[Problem description] Find the string "allocate" in the records and copy each line where it occurs.

[Input data]
************

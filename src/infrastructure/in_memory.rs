use crate::domain::directory::{
    Grade, GradeId, NewParent, Parent, ParentId, PaymentId, School, SchoolId,
};
use crate::domain::payment::{Amount, BillingMonth, NewPayment, Payment};
use crate::domain::ports::{DirectoryStore, PaymentStore};
use crate::error::{PaymentError, Result};
use async_trait::async_trait;
use std::collections::{BTreeMap, HashMap};
use std::sync::Arc;
use tokio::sync::RwLock;

#[derive(Default)]
struct Directory {
    schools: BTreeMap<SchoolId, School>,
    grades: BTreeMap<GradeId, Grade>,
    parents: BTreeMap<ParentId, Parent>,
    next_id: u64,
}

impl Directory {
    fn allocate(&mut self) -> u64 {
        self.next_id += 1;
        self.next_id
    }
}

/// A thread-safe in-memory store for schools, grades and parents.
///
/// Ids come from a single counter and iteration follows id order, so
/// results are deterministic. Ideal for testing or one-shot CLI runs.
#[derive(Default, Clone)]
pub struct InMemoryDirectoryStore {
    inner: Arc<RwLock<Directory>>,
}

impl InMemoryDirectoryStore {
    /// Creates a new, empty in-memory directory.
    pub fn new() -> Self {
        Self::default()
    }
}

#[async_trait]
impl DirectoryStore for InMemoryDirectoryStore {
    async fn insert_school(&self, name: String) -> Result<School> {
        let mut dir = self.inner.write().await;
        let school = School {
            id: SchoolId(dir.allocate()),
            name,
        };
        dir.schools.insert(school.id, school.clone());
        Ok(school)
    }

    async fn insert_grade(
        &self,
        school_id: SchoolId,
        name: String,
        monthly_payment: Amount,
    ) -> Result<Grade> {
        let mut dir = self.inner.write().await;
        if !dir.schools.contains_key(&school_id) {
            return Err(PaymentError::not_found("School", school_id));
        }
        let grade = Grade {
            id: GradeId(dir.allocate()),
            school_id,
            name,
            monthly_payment,
        };
        dir.grades.insert(grade.id, grade.clone());
        Ok(grade)
    }

    async fn update_grade(&self, grade: Grade) -> Result<()> {
        let mut dir = self.inner.write().await;
        match dir.grades.get_mut(&grade.id) {
            Some(existing) => {
                *existing = grade;
                Ok(())
            }
            None => Err(PaymentError::not_found("Grade", grade.id)),
        }
    }

    async fn insert_parent(&self, parent: NewParent) -> Result<Parent> {
        let mut dir = self.inner.write().await;
        if let Some(grade_id) = parent.grade_id
            && !dir.grades.contains_key(&grade_id)
        {
            return Err(PaymentError::not_found("Grade", grade_id));
        }
        let parent = parent.into_parent(ParentId(dir.allocate()));
        dir.parents.insert(parent.id, parent.clone());
        Ok(parent)
    }

    async fn find_schools(&self) -> Result<Vec<School>> {
        let dir = self.inner.read().await;
        Ok(dir.schools.values().cloned().collect())
    }

    async fn find_school(&self, id: SchoolId) -> Result<Option<School>> {
        let dir = self.inner.read().await;
        Ok(dir.schools.get(&id).cloned())
    }

    async fn find_grades(&self, school_id: SchoolId) -> Result<Vec<Grade>> {
        let dir = self.inner.read().await;
        Ok(dir
            .grades
            .values()
            .filter(|g| g.school_id == school_id)
            .cloned()
            .collect())
    }

    async fn find_grade(&self, id: GradeId) -> Result<Option<Grade>> {
        let dir = self.inner.read().await;
        Ok(dir.grades.get(&id).cloned())
    }

    async fn find_parent(&self, id: ParentId) -> Result<Option<Parent>> {
        let dir = self.inner.read().await;
        Ok(dir.parents.get(&id).cloned())
    }

    async fn find_active_parents(&self) -> Result<Vec<Parent>> {
        let dir = self.inner.read().await;
        Ok(dir.parents.values().filter(|p| p.active).cloned().collect())
    }

    async fn find_parents_with_chat_address(&self) -> Result<Vec<Parent>> {
        let dir = self.inner.read().await;
        Ok(dir
            .parents
            .values()
            .filter(|p| p.can_be_notified())
            .cloned()
            .collect())
    }
}

#[derive(Default)]
struct Ledger {
    payments: BTreeMap<PaymentId, Payment>,
    by_parent_month: HashMap<(ParentId, BillingMonth), PaymentId>,
    next_id: u64,
}

/// A thread-safe in-memory store for payments.
///
/// Keeps a `(parent, month)` index next to the payments; both are updated
/// under one write lock so concurrent generators cannot double-bill.
#[derive(Default, Clone)]
pub struct InMemoryPaymentStore {
    inner: Arc<RwLock<Ledger>>,
}

impl InMemoryPaymentStore {
    /// Creates a new, empty in-memory payment store.
    pub fn new() -> Self {
        Self::default()
    }
}

#[async_trait]
impl PaymentStore for InMemoryPaymentStore {
    async fn find_payment(
        &self,
        parent_id: ParentId,
        month: BillingMonth,
    ) -> Result<Option<Payment>> {
        let ledger = self.inner.read().await;
        Ok(ledger
            .by_parent_month
            .get(&(parent_id, month))
            .and_then(|id| ledger.payments.get(id))
            .cloned())
    }

    async fn get_payment(&self, id: PaymentId) -> Result<Option<Payment>> {
        let ledger = self.inner.read().await;
        Ok(ledger.payments.get(&id).cloned())
    }

    async fn insert_payment(&self, payment: NewPayment) -> Result<Payment> {
        let mut ledger = self.inner.write().await;
        let key = (payment.parent_id, payment.month);
        if ledger.by_parent_month.contains_key(&key) {
            return Err(PaymentError::Duplicate {
                parent_id: payment.parent_id.0,
                month: payment.month.to_string(),
            });
        }
        ledger.next_id += 1;
        let payment = payment.into_payment(PaymentId(ledger.next_id));
        ledger.by_parent_month.insert(key, payment.id());
        ledger.payments.insert(payment.id(), payment.clone());
        Ok(payment)
    }

    async fn update_payment(&self, payment: Payment) -> Result<()> {
        let mut ledger = self.inner.write().await;
        let id = payment.id();
        match ledger.payments.get_mut(&id) {
            Some(existing) if !existing.same_obligation(&payment) => Err(
                PaymentError::InvalidState(format!("payment {} cannot change parent or month", id)),
            ),
            Some(existing) => {
                *existing = payment;
                Ok(())
            }
            None => Err(PaymentError::not_found("Payment", id)),
        }
    }

    async fn find_unpaid_payments(&self, month: Option<BillingMonth>) -> Result<Vec<Payment>> {
        let ledger = self.inner.read().await;
        Ok(ledger
            .payments
            .values()
            .filter(|p| !p.is_paid() && month.is_none_or(|m| p.month() == m))
            .cloned()
            .collect())
    }

    async fn find_paid_payments(&self) -> Result<Vec<Payment>> {
        let ledger = self.inner.read().await;
        Ok(ledger
            .payments
            .values()
            .filter(|p| p.is_paid())
            .cloned()
            .collect())
    }
}

#[cfg(test)]
mod tests {
    use super::*;
    use chrono::{NaiveDate, Utc};
    use rust_decimal_macros::dec;

    fn new_payment(parent: u64, month: &str) -> NewPayment {
        NewPayment {
            parent_id: ParentId(parent),
            month: month.parse().unwrap(),
            amount: Amount::new(dec!(3400)).unwrap(),
            due_date: NaiveDate::from_ymd_opt(2024, 3, 10).unwrap(),
        }
    }

    #[tokio::test]
    async fn test_in_memory_directory_store() {
        let store = InMemoryDirectoryStore::new();
        let school = store.insert_school("Школа №5".to_string()).await.unwrap();
        let grade = store
            .insert_grade(school.id, "5 класс".to_string(), Amount::new(dec!(3400)).unwrap())
            .await
            .unwrap();

        let parent = NewParent::new("Анна", "Маша").unwrap().with_grade(grade.id);
        let parent = store.insert_parent(parent).await.unwrap();

        assert_eq!(store.find_schools().await.unwrap(), vec![school.clone()]);
        assert_eq!(store.find_grades(school.id).await.unwrap(), vec![grade.clone()]);
        assert_eq!(store.find_parent(parent.id).await.unwrap(), Some(parent.clone()));
        assert_eq!(store.find_active_parents().await.unwrap().len(), 1);
        // No chat address yet
        assert!(store.find_parents_with_chat_address().await.unwrap().is_empty());
    }

    #[tokio::test]
    async fn test_insert_parent_unknown_grade() {
        let store = InMemoryDirectoryStore::new();
        let parent = NewParent::new("Анна", "Маша").unwrap().with_grade(GradeId(99));
        assert!(matches!(
            store.insert_parent(parent).await,
            Err(PaymentError::NotFound { .. })
        ));
    }

    #[tokio::test]
    async fn test_in_memory_payment_store() {
        let store = InMemoryPaymentStore::new();
        let payment = store.insert_payment(new_payment(1, "2024-03")).await.unwrap();

        let retrieved = store.get_payment(payment.id()).await.unwrap().unwrap();
        assert_eq!(retrieved, payment);
        let by_key = store
            .find_payment(ParentId(1), "2024-03".parse().unwrap())
            .await
            .unwrap();
        assert_eq!(by_key, Some(payment));
        assert!(store.get_payment(PaymentId(2)).await.unwrap().is_none());
    }

    #[tokio::test]
    async fn test_insert_payment_rejects_duplicate() {
        let store = InMemoryPaymentStore::new();
        store.insert_payment(new_payment(1, "2024-03")).await.unwrap();

        let result = store.insert_payment(new_payment(1, "2024-03")).await;
        assert!(matches!(result, Err(PaymentError::Duplicate { .. })));

        store.insert_payment(new_payment(1, "2024-04")).await.unwrap();
        assert_eq!(store.find_unpaid_payments(None).await.unwrap().len(), 2);
    }

    #[tokio::test]
    async fn test_unpaid_and_paid_queries() {
        let store = InMemoryPaymentStore::new();
        let mut first = store.insert_payment(new_payment(1, "2024-03")).await.unwrap();
        store.insert_payment(new_payment(2, "2024-03")).await.unwrap();
        store.insert_payment(new_payment(1, "2024-04")).await.unwrap();

        first.mark_paid(Utc::now());
        store.update_payment(first.clone()).await.unwrap();

        let march = store
            .find_unpaid_payments(Some("2024-03".parse().unwrap()))
            .await
            .unwrap();
        assert_eq!(march.len(), 1);
        assert_eq!(march[0].parent_id(), ParentId(2));
        assert_eq!(store.find_paid_payments().await.unwrap(), vec![first]);
    }

    #[tokio::test]
    async fn test_update_payment_keeps_parent_and_month() {
        let store = InMemoryPaymentStore::new();
        let march = store.insert_payment(new_payment(1, "2024-03")).await.unwrap();

        let moved = new_payment(1, "2024-04").into_payment(march.id());
        assert!(matches!(
            store.update_payment(moved).await,
            Err(PaymentError::InvalidState(_))
        ));
        let reparented = new_payment(2, "2024-03").into_payment(march.id());
        assert!(matches!(
            store.update_payment(reparented).await,
            Err(PaymentError::InvalidState(_))
        ));

        // April is still free for the same parent
        store.insert_payment(new_payment(1, "2024-04")).await.unwrap();
        let april = store
            .find_unpaid_payments(Some("2024-04".parse().unwrap()))
            .await
            .unwrap();
        assert_eq!(april.len(), 1);
        let stored = store
            .find_payment(ParentId(1), "2024-03".parse().unwrap())
            .await
            .unwrap();
        assert_eq!(stored, Some(march));
    }
}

************

[Written response]
    fn allocate(&mut self) -> u64 {
            id: SchoolId(dir.allocate()),
            id: GradeId(dir.allocate()),
        let parent = parent.into_parent(ParentId(dir.allocate()));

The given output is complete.